- TASK OBJECTIVE:
Even the shortest line counts, so transcribe all the data exactly.

- Collected data entries:
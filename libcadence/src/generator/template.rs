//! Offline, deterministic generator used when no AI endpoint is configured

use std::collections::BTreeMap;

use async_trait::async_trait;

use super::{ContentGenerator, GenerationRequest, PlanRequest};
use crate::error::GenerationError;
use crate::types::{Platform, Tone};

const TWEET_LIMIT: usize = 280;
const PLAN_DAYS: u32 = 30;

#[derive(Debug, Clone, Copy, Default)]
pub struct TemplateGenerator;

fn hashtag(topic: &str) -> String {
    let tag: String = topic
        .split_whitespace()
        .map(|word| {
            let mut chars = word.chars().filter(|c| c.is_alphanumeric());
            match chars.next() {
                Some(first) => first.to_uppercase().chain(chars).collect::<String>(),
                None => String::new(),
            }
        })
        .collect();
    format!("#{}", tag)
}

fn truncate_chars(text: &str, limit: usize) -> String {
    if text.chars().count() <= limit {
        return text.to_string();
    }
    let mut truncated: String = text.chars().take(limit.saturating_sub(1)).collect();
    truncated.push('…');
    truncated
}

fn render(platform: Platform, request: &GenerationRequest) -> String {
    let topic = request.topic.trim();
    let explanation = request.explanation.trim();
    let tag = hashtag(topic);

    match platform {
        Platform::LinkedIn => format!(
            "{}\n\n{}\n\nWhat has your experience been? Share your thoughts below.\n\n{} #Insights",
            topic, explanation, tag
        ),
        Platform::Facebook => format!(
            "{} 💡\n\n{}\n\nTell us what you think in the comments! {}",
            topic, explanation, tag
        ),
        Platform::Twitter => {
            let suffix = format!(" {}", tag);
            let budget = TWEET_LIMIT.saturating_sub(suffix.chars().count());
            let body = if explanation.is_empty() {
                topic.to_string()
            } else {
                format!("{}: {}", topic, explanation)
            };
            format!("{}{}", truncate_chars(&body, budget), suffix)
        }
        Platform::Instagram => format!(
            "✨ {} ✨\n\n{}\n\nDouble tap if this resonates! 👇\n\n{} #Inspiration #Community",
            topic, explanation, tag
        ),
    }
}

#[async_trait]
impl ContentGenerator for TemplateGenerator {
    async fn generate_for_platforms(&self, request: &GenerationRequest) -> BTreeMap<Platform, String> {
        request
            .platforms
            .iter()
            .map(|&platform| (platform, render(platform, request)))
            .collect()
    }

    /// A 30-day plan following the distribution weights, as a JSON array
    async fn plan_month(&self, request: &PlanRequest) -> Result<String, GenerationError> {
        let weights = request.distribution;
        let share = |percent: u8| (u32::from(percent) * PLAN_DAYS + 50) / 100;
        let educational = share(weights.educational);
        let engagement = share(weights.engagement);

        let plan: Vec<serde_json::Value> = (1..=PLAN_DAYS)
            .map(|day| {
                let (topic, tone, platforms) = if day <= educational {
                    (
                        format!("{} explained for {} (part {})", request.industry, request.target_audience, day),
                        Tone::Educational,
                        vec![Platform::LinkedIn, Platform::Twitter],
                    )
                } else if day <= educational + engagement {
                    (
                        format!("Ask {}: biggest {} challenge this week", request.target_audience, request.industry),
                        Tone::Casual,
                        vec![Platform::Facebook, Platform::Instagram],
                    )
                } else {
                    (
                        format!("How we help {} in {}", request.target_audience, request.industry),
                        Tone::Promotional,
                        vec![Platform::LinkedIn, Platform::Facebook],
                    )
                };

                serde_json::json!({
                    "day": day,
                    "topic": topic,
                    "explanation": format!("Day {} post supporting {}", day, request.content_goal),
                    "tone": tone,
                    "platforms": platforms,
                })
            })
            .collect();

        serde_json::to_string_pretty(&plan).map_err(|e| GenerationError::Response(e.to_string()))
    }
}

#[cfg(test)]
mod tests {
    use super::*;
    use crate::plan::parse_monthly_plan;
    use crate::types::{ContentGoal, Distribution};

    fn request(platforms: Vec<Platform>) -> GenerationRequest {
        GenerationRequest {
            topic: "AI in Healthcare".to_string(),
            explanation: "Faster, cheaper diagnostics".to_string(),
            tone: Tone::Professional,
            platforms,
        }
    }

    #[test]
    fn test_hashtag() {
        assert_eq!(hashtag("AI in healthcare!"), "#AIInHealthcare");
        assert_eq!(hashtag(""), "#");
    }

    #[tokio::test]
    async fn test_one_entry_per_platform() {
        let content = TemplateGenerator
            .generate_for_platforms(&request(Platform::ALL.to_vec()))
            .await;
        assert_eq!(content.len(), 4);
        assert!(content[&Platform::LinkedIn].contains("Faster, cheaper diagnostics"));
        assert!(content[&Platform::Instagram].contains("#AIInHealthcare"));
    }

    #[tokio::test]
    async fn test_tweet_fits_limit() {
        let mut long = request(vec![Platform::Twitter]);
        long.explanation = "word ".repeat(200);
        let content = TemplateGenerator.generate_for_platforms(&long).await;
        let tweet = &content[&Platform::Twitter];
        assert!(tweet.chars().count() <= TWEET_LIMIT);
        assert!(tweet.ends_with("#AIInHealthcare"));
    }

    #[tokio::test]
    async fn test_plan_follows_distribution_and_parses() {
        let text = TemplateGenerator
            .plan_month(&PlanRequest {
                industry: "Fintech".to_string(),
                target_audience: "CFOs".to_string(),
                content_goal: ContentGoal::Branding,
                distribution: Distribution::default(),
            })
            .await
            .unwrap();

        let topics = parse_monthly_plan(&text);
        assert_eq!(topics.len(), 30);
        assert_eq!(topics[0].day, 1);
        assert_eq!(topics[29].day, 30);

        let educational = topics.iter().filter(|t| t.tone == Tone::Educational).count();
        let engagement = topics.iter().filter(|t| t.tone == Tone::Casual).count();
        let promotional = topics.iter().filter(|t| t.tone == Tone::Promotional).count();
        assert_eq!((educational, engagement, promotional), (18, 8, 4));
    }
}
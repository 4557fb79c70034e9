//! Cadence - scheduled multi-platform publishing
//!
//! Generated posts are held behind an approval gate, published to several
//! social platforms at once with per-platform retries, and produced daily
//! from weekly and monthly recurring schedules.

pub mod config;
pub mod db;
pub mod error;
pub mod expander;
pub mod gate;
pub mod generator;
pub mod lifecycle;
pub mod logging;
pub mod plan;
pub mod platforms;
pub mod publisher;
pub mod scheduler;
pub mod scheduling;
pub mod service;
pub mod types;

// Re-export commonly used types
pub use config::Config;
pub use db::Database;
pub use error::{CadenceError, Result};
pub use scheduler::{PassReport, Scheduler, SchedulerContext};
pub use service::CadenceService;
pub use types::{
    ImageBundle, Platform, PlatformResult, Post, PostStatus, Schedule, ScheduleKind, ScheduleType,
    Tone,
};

- SOLUTION:
filename libcadence/src/generator/template.rs
//! Offline, deterministic generator used when no AI endpoint is configured

use std::collections::BTreeMap;

use async_trait::async_trait;

use super::{ContentGenerator, GenerationRequest, PlanRequest};
use crate::error::GenerationError;
use crate::types::{Platform, Tone};

const TWEET_LIMIT: usize = 280;
const PLAN_DAYS: u32 = 30;

#[derive(Debug, Clone, Copy, Default)]
pub struct TemplateGenerator;

fn hashtag(topic: &str) -> String {
    let tag: String = topic
        .split_whitespace()
        .map(|word| {
            let mut chars = word.chars().filter(|c| c.is_alphanumeric());
            match chars.next() {
                Some(first) => first.to_uppercase().chain(chars).collect::<String>(),
                None => String::new(),
            }
        })
        .collect();
    format!("#{}", tag)
}

fn truncate_chars(text: &str, limit: usize) -> String {
    if text.chars().count() <= limit {
        return text.to_string();
    }
    let mut truncated: String = text.chars().take(limit.saturating_sub(1)).collect();
    truncated.push('…');
    truncated
}

fn render(platform: Platform, request: &GenerationRequest) -> String {
    let topic = request.topic.trim();
    let explanation = request.explanation.trim();
    let tag = hashtag(topic);

    match platform {
        Platform::LinkedIn => format!(
            "{}\n\n{}\n\nWhat has your experience been? Share your thoughts below.\n\n{} #Insights",
            topic, explanation, tag
        ),
        Platform::Facebook => format!(
            "{} 💡\n\n{}\n\nTell us what you think in the comments! {}",
            topic, explanation, tag
        ),
        Platform::Twitter => {
            let suffix = format!(" {}", tag);
            let budget = TWEET_LIMIT.saturating_sub(suffix.chars().count());
            let body = if explanation.is_empty() {
                topic.to_string()
            } else {
                format!("{}: {}", topic, explanation)
            };
            format!("{}{}", truncate_chars(&body, budget), suffix)
        }
        Platform::Instagram => format!(
            "✨ {} ✨\n\n{}\n\nDouble tap if this resonates! 👇\n\n{} #Inspiration #Community",
            topic, explanation, tag
        ),
    }
}

#[async_trait]
impl ContentGenerator for TemplateGenerator {
    async fn generate_for_platforms(&self, request: &GenerationRequest) -> BTreeMap<Platform, String> {
        request
            .platforms
            .iter()
            .map(|&platform| (platform, render(platform, request)))
            .collect()
    }

    /// A 30-day plan following the distribution weights, as a JSON array
    async fn plan_month(&self, request: &PlanRequest) -> Result<String, GenerationError> {
        let weights = request.distribution;
        let share = |percent: u8| (u32::from(percent) * PLAN_DAYS + 50) / 100;
        let educational = share(weights.educational);
        let engagement = share(weights.engagement);

        let plan: Vec<serde_json::Value> = (1..=PLAN_DAYS)
            .map(|day| {
                let (topic, tone, platforms) = if day <= educational {
                    (
                        format!("{} explained for {} (part {})", request.industry, request.target_audience, day),
                        Tone::Educational,
                        vec![Platform::LinkedIn, Platform::Twitter],
                    )
                } else if day <= educational + engagement {
                    (
                        format!("Ask {}: biggest {} challenge this week", request.target_audience, request.industry),
                        Tone::Casual,
                        vec![Platform::Facebook, Platform::Instagram],
                    )
                } else {
                    (
                        format!("How we help {} in {}", request.target_audience, request.industry),
                        Tone::Promotional,
                        vec![Platform::LinkedIn, Platform::Facebook],
                    )
                };

                serde_json::json!({
                    "day": day,
                    "topic": topic,
                    "explanation": format!("Day {} post supporting {}", day, request.content_goal),
                    "tone": tone,
                    "platforms": platforms,
                })
            })
            .collect();

        serde_json::to_string_pretty(&plan).map_err(|e| GenerationError::Response(e.to_string()))
    }
}

#[cfg(test)]
mod tests {
    use super::*;
    use crate::plan::parse_monthly_plan;
    use crate::types::{ContentGoal, Distribution};

    fn request(platforms: Vec<Platform>) -> GenerationRequest {
        GenerationRequest {
            topic: "AI in Healthcare".to_string(),
            explanation: "Faster, cheaper diagnostics".to_string(),
            tone: Tone::Professional,
            platforms,
        }
    }

    #[test]
    fn test_hashtag() {
        assert_eq!(hashtag("AI in healthcare!"), "#AIInHealthcare");
        assert_eq!(hashtag(""), "#");
    }

    #[tokio::test]
    async fn test_one_entry_per_platform() {
        let content = TemplateGenerator
            .generate_for_platforms(&request(Platform::ALL.to_vec()))
            .await;
        assert_eq!(content.len(), 4);
        assert!(content[&Platform::LinkedIn].contains("Faster, cheaper diagnostics"));
        assert!(content[&Platform::Instagram].contains("#AIInHealthcare"));
    }

    #[tokio::test]
    async fn test_tweet_fits_limit() {
        let mut long = request(vec![Platform::Twitter]);
        long.explanation = "word ".repeat(200);
        let content = TemplateGenerator.generate_for_platforms(&long).await;
        let tweet = &content[&Platform::Twitter];
        assert!(tweet.chars().count() <= TWEET_LIMIT);
        assert!(tweet.ends_with("#AIInHealthcare"));
    }

    #[tokio::test]
    async fn test_plan_follows_distribution_and_parses() {
        let text = TemplateGenerator
            .plan_month(&PlanRequest {
                industry: "Fintech".to_string(),
                target_audience: "CFOs".to_string(),
                content_goal: ContentGoal::Branding,
                distribution: Distribution::default(),
            })
            .await
            .unwrap();

        let topics = parse_monthly_plan(&text);
        assert_eq!(topics.len(), 30);
        assert_eq!(topics[0].day, 1);
        assert_eq!(topics[29].day, 30);

        let educational = topics.iter().filter(|t| t.tone == Tone::Educational).count();
        let engagement = topics.iter().filter(|t| t.tone == Tone::Casual).count();
        let promotional = topics.iter().filter(|t| t.tone == Tone::Promotional).count();
        assert_eq!((educational, engagement, promotional), (18, 8, 4));
    }
}
repository 4557fb79c70034e9
//! Cadence - scheduled multi-platform publishing
//!
//! Generated posts are held behind an approval gate, published to several
//! social platforms at once with per-platform retries, and produced daily
//! from weekly and monthly recurring schedules.

pub mod config;
pub mod db;
pub mod error;
pub mod expander;
pub mod gate;
pub mod generator;
pub mod lifecycle;
pub mod logging;
pub mod plan;
pub mod platforms;
pub mod publisher;
pub mod scheduler;
pub mod scheduling;
pub mod service;
pub mod types;

// Re-export commonly used types
pub use config::Config;
pub use db::Database;
pub use error::{CadenceError, Result};
pub use scheduler::{PassReport, Scheduler, SchedulerContext};
pub use service::CadenceService;
pub use types::{
    ImageBundle, Platform, PlatformResult, Post, PostStatus, Schedule, ScheduleKind, ScheduleType,
    Tone,
};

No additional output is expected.